** WHAT IS BEING ASKED **
In the entries below, find the line with "use tokio_tungstenite::tungstenite::Message;" and the line with "an empty registry.". Return those two lines and all lines between them, exactly.

** RECORDS TO PROCESS **
* * * * * * *
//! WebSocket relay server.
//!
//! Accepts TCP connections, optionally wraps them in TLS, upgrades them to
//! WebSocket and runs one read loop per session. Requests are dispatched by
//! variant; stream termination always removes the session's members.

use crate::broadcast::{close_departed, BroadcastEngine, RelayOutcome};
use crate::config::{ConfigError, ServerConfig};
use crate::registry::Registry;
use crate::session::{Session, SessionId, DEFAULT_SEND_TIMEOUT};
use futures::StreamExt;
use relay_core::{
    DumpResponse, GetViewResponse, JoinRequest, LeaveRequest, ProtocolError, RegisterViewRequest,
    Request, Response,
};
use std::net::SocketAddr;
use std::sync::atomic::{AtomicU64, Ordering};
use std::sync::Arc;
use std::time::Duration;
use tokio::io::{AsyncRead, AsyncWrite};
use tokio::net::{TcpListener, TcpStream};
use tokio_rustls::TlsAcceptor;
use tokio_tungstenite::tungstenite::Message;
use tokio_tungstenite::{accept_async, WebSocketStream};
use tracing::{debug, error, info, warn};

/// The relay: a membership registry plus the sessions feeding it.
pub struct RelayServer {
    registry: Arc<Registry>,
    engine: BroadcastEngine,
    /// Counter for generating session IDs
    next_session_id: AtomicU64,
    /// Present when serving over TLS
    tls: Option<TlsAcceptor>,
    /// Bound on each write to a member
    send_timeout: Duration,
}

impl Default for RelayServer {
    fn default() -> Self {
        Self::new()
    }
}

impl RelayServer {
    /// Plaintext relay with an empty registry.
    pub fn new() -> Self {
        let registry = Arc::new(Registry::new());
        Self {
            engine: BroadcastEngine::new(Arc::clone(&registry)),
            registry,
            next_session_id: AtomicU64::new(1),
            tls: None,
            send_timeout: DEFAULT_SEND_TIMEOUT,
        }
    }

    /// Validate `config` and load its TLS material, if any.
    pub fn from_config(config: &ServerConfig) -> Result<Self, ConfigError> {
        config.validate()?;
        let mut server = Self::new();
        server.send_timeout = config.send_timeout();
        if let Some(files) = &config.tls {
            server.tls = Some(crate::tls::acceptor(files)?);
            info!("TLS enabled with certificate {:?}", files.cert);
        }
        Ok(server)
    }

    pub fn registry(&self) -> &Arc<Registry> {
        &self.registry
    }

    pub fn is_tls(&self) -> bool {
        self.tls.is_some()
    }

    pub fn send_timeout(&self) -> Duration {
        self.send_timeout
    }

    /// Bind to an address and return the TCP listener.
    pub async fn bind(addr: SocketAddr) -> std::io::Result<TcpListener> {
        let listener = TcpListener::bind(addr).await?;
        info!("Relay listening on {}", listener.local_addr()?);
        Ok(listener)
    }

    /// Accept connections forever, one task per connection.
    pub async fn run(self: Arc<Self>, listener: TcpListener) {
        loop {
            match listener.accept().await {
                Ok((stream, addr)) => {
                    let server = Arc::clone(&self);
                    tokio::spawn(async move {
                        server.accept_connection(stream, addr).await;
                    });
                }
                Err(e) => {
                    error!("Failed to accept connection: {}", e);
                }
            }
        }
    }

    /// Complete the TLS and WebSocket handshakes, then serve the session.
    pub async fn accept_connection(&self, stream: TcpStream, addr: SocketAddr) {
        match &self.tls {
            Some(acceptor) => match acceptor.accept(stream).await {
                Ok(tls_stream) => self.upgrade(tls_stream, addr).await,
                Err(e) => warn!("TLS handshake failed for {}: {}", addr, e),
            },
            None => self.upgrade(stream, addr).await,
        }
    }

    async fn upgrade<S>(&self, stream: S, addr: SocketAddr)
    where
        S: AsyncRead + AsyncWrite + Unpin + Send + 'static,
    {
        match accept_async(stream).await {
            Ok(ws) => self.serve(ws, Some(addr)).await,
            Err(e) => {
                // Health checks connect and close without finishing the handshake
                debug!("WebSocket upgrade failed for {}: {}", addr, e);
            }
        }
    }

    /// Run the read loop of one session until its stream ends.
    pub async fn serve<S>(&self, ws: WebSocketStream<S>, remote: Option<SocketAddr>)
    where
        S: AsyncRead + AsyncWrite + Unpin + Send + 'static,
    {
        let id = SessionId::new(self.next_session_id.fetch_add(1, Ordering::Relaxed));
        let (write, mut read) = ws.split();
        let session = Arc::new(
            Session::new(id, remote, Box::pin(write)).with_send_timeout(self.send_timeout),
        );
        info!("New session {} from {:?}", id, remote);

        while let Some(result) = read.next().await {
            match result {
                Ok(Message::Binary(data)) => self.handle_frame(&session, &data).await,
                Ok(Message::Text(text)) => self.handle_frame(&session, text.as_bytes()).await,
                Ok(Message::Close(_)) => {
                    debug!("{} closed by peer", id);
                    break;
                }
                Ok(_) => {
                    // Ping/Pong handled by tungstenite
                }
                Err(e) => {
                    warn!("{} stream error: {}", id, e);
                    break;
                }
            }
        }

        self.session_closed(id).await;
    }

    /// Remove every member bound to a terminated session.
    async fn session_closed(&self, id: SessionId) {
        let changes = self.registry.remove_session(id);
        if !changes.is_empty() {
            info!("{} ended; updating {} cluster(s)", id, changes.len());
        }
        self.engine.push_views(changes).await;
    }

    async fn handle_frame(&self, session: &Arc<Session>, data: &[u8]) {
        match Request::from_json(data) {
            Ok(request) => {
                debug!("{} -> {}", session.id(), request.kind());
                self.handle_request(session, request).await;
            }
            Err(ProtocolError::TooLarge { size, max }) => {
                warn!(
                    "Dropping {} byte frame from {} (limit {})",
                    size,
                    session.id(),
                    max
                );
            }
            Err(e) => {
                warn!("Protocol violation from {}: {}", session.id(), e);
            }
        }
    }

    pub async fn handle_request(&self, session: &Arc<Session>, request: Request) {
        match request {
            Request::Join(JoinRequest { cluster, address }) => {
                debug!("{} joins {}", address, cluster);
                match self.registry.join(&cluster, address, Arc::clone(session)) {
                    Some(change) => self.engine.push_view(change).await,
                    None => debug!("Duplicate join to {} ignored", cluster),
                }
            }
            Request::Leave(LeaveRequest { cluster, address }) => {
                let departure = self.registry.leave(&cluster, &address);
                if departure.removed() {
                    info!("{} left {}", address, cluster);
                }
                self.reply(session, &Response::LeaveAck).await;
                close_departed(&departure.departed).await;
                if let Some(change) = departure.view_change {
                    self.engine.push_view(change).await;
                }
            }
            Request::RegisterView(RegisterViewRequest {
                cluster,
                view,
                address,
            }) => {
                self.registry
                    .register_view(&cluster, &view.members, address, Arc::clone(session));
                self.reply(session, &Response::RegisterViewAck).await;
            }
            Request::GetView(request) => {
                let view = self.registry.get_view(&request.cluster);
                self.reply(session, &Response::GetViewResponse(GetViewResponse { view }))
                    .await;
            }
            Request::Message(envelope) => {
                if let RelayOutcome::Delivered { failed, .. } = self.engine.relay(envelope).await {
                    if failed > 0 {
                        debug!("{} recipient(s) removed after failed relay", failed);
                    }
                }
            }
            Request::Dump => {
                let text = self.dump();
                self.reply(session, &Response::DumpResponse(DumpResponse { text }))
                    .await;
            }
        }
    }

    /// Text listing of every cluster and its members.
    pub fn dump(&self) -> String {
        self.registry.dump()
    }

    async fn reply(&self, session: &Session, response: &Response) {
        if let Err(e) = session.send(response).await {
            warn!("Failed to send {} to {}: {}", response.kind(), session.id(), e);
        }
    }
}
* * * * * * *
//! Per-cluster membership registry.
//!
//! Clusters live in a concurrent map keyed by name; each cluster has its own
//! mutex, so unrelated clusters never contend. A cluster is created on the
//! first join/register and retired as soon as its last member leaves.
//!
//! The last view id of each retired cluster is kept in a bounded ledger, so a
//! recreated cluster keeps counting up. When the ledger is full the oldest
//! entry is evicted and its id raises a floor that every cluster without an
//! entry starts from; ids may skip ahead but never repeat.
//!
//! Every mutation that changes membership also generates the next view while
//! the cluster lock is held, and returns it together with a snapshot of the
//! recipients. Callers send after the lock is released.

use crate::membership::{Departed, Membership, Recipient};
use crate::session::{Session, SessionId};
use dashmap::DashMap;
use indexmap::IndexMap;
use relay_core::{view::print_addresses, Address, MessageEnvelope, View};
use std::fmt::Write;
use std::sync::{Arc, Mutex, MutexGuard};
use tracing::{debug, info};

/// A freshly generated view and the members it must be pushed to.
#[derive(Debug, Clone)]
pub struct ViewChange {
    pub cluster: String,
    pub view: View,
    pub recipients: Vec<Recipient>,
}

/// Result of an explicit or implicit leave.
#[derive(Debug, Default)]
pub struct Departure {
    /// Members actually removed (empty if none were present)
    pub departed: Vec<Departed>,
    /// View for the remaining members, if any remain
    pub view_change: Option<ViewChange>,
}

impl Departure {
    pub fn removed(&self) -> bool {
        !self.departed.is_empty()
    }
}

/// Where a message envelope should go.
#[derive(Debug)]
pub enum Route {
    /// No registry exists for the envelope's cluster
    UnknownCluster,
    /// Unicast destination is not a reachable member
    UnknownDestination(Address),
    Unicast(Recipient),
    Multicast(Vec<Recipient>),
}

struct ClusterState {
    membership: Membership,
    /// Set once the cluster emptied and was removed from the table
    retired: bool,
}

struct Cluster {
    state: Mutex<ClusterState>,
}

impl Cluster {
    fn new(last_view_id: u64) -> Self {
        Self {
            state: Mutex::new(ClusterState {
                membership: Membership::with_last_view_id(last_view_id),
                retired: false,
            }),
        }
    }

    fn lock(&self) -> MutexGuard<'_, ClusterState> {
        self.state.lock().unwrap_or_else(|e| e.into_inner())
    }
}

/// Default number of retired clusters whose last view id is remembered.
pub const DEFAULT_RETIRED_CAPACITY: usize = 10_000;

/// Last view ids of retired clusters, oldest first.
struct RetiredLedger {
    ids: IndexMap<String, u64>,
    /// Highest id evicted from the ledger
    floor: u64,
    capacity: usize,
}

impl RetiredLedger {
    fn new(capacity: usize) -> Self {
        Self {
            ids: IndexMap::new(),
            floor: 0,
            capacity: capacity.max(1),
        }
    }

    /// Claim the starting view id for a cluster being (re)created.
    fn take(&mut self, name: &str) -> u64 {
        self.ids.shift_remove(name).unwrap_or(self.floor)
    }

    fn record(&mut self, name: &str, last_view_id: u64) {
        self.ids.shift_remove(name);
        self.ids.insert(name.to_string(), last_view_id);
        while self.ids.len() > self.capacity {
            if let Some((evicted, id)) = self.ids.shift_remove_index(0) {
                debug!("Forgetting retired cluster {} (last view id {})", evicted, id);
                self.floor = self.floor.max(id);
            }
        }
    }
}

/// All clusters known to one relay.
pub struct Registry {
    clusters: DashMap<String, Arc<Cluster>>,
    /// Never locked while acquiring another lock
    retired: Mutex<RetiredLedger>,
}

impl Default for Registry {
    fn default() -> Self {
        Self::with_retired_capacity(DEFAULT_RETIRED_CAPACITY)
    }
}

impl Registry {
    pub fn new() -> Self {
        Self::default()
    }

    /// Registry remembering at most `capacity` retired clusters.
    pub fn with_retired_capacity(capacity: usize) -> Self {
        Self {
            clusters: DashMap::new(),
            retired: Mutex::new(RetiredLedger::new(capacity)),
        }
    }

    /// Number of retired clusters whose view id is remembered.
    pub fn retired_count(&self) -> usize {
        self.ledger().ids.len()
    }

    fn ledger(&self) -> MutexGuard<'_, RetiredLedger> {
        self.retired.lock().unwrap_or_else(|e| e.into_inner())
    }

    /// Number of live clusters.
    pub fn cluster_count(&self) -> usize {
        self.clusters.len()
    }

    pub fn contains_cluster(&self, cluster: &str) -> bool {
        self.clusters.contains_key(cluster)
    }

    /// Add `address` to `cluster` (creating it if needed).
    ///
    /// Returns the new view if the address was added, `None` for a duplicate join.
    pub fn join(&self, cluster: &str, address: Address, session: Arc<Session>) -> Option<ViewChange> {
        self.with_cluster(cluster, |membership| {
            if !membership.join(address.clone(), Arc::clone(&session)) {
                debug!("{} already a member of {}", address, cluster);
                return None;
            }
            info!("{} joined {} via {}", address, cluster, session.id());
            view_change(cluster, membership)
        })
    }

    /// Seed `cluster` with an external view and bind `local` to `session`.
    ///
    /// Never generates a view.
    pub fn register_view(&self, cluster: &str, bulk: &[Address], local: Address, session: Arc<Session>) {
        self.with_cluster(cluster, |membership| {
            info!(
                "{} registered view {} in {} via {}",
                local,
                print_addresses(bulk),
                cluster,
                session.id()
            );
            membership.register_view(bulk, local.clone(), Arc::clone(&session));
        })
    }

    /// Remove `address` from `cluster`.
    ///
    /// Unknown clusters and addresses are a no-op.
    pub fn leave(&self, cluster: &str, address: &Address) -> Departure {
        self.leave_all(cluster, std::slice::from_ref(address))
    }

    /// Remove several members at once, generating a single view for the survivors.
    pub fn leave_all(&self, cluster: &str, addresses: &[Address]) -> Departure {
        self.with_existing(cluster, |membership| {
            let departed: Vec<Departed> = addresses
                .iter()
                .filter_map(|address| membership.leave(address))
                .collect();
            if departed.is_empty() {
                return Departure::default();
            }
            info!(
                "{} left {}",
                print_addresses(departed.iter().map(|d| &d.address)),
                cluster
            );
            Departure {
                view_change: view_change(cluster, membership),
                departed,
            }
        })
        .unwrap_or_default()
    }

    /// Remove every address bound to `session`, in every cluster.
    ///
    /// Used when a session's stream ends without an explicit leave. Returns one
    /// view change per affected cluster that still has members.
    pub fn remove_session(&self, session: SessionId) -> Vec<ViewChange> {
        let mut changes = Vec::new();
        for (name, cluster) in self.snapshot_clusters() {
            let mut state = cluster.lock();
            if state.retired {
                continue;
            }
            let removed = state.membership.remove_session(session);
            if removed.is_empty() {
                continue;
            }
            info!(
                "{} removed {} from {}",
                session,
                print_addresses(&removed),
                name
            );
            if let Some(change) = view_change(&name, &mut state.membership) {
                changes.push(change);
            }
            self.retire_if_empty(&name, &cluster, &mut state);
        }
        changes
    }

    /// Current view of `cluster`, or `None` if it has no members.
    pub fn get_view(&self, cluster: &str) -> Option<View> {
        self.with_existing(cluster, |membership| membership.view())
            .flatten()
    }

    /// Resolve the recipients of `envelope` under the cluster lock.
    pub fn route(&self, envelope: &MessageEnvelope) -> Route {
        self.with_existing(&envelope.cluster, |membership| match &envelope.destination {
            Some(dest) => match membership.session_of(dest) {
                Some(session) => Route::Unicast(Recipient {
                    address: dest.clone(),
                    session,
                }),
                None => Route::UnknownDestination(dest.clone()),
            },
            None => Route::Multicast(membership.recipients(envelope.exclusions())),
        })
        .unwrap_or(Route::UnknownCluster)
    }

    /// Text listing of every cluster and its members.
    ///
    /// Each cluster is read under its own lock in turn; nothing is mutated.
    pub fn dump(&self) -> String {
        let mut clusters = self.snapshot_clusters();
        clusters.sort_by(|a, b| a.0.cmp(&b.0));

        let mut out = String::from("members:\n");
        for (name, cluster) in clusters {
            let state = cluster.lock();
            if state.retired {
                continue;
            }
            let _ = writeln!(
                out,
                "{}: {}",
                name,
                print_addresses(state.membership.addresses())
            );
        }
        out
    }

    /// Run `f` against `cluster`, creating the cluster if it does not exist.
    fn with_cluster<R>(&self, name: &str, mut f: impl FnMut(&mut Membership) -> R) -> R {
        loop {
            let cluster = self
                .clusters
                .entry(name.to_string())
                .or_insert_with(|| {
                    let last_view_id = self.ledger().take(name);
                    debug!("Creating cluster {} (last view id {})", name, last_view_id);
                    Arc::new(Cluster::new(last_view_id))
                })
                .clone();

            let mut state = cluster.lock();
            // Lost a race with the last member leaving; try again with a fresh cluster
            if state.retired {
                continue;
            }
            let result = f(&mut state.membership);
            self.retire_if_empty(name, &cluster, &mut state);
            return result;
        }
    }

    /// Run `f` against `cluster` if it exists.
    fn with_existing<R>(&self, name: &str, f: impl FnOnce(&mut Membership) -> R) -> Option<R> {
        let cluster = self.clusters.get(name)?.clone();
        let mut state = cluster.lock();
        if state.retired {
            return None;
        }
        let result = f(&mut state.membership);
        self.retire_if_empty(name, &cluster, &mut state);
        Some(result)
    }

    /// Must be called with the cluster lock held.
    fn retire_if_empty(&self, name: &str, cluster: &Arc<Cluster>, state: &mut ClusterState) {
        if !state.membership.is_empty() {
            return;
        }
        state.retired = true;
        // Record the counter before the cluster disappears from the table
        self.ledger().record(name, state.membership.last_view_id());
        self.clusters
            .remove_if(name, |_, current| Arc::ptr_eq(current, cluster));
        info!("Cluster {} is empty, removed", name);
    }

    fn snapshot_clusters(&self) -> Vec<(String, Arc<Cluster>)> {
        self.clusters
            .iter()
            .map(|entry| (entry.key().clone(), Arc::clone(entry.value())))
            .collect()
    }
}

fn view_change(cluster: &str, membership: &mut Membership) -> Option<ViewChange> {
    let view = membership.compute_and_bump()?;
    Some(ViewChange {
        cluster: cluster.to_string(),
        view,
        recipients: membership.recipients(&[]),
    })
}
* * * * * * *
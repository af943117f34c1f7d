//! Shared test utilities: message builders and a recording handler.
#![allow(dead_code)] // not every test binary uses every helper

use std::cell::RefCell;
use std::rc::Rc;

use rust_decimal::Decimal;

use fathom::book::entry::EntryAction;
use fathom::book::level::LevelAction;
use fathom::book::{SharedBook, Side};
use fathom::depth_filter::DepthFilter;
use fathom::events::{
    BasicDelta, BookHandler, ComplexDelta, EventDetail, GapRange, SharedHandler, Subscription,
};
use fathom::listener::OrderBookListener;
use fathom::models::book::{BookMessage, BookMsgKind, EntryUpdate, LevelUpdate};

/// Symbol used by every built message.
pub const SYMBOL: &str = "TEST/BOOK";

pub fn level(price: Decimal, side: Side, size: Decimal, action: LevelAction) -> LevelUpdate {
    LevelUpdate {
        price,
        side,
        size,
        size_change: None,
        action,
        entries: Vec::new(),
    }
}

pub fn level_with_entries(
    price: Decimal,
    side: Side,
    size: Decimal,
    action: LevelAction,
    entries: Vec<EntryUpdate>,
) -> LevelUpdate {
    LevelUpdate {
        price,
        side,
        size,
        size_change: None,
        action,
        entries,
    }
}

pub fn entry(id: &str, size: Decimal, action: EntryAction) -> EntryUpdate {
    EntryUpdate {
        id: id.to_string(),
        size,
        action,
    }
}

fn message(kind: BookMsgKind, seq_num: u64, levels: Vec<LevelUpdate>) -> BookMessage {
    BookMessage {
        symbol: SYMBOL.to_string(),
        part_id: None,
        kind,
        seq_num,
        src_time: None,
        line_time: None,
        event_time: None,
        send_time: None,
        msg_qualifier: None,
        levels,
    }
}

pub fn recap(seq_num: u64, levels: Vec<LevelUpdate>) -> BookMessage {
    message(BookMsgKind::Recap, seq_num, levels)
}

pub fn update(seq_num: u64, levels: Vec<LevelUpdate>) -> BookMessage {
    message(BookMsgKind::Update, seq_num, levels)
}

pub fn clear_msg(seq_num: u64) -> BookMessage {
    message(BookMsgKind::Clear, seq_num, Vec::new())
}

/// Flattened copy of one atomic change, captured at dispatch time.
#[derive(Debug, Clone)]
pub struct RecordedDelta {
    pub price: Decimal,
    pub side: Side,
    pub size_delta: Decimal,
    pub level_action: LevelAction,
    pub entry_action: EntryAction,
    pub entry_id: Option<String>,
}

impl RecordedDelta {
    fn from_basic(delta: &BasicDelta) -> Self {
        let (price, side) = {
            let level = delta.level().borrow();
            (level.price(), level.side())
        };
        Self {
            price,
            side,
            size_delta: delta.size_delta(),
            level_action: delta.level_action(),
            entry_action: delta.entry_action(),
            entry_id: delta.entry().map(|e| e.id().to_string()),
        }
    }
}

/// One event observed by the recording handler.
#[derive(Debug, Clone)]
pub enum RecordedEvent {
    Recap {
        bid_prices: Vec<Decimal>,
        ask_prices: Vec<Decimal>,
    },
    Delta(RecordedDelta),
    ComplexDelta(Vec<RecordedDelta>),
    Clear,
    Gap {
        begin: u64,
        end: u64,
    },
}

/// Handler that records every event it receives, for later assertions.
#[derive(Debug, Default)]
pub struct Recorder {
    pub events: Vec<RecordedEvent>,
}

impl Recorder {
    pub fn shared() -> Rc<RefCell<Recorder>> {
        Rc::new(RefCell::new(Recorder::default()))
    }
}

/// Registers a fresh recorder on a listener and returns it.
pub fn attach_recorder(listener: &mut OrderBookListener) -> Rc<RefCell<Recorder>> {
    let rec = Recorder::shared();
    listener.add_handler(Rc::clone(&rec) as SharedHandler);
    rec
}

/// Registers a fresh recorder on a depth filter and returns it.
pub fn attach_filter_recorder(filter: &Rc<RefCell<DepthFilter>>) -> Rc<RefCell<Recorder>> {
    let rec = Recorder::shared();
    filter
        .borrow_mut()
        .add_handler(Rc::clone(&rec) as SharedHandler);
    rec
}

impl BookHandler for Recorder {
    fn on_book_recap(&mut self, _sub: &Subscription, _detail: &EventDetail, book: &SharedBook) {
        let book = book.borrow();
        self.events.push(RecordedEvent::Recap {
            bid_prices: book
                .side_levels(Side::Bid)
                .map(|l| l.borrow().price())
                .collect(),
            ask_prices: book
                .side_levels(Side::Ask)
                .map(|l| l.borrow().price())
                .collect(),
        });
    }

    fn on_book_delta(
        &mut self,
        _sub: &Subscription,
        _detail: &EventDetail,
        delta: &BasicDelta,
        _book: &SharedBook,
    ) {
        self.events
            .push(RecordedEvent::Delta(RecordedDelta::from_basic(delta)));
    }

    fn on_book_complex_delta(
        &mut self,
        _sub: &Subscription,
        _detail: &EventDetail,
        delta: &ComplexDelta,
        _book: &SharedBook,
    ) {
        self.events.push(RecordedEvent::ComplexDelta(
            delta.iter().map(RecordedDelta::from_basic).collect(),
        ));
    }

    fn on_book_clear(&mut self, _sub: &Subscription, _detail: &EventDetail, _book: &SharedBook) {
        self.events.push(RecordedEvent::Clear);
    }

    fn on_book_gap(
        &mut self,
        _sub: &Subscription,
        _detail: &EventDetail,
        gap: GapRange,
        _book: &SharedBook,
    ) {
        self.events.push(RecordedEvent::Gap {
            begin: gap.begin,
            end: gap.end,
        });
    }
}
* * * * * * *
** RESULT **
use tokio_tungstenite::tungstenite::Message;
use tokio_tungstenite::{accept_async, WebSocketStream};
use tracing::{debug, error, info, warn};

/// The relay: a membership registry plus the sessions feeding it.
pub struct RelayServer {
    registry: Arc<Registry>,
    engine: BroadcastEngine,
    /// Counter for generating session IDs
    next_session_id: AtomicU64,
    /// Present when serving over TLS
    tls: Option<TlsAcceptor>,
    /// Bound on each write to a member
    send_timeout: Duration,
}

impl Default for RelayServer {
    fn default() -> Self {
        Self::new()
    }
}

impl RelayServer {
    /// Plaintext relay with an empty registry.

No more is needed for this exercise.